=== Activity ===
If a line of the entries below includes the word "update", it counts; state the total and nothing further.

=== Collected data ===

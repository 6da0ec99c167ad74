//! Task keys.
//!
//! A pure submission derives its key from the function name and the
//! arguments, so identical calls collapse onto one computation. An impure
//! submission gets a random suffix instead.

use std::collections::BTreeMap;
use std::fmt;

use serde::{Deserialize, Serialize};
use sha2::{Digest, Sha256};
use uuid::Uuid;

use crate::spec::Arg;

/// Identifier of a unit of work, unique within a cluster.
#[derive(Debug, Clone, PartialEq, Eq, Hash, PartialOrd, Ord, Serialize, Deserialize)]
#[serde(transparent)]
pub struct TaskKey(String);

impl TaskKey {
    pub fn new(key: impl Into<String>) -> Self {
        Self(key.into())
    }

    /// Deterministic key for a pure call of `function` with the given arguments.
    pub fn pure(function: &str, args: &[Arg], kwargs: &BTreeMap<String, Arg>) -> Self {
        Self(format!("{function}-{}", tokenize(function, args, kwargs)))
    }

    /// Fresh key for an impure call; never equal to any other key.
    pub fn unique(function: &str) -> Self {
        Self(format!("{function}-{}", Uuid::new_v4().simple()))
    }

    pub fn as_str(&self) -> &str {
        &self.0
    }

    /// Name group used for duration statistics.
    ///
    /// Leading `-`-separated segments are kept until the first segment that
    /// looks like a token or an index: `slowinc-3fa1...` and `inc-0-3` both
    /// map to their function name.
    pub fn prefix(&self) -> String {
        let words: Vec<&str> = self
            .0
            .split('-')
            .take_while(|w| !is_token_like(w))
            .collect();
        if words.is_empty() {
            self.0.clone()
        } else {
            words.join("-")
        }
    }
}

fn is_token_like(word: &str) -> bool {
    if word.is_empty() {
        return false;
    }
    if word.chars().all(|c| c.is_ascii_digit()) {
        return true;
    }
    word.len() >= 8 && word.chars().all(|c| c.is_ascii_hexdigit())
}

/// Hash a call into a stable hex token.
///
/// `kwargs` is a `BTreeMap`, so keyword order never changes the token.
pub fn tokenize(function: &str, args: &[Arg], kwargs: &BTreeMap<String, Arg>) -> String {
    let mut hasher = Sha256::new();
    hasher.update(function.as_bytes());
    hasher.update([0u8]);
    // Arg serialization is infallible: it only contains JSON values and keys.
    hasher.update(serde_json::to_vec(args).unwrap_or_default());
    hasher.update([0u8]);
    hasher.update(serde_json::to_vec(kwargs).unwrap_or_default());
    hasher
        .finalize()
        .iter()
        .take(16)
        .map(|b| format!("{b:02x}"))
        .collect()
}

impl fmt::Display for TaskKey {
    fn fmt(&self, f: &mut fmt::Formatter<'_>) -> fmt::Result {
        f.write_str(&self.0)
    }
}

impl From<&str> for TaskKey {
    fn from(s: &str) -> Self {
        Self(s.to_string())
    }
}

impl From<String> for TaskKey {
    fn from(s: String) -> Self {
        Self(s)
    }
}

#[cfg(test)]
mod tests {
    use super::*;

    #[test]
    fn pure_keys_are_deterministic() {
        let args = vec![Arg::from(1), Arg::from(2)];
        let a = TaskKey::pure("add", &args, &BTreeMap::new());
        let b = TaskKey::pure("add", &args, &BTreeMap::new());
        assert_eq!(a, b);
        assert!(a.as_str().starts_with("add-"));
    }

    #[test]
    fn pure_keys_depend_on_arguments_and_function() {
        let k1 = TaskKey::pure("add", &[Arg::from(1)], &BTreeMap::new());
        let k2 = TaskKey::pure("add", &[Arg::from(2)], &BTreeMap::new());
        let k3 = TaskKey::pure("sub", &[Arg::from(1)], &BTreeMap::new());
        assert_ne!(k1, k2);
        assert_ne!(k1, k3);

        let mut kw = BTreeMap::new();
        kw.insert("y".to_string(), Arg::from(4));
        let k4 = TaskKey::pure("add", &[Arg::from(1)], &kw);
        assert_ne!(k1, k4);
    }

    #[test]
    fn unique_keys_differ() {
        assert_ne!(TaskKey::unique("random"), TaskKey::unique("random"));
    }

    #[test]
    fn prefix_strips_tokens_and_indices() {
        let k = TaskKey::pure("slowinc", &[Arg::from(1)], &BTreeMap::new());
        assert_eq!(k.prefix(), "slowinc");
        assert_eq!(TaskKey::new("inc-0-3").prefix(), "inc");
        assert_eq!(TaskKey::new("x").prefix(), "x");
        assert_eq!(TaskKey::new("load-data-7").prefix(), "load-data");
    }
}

=== Exercise output ===
5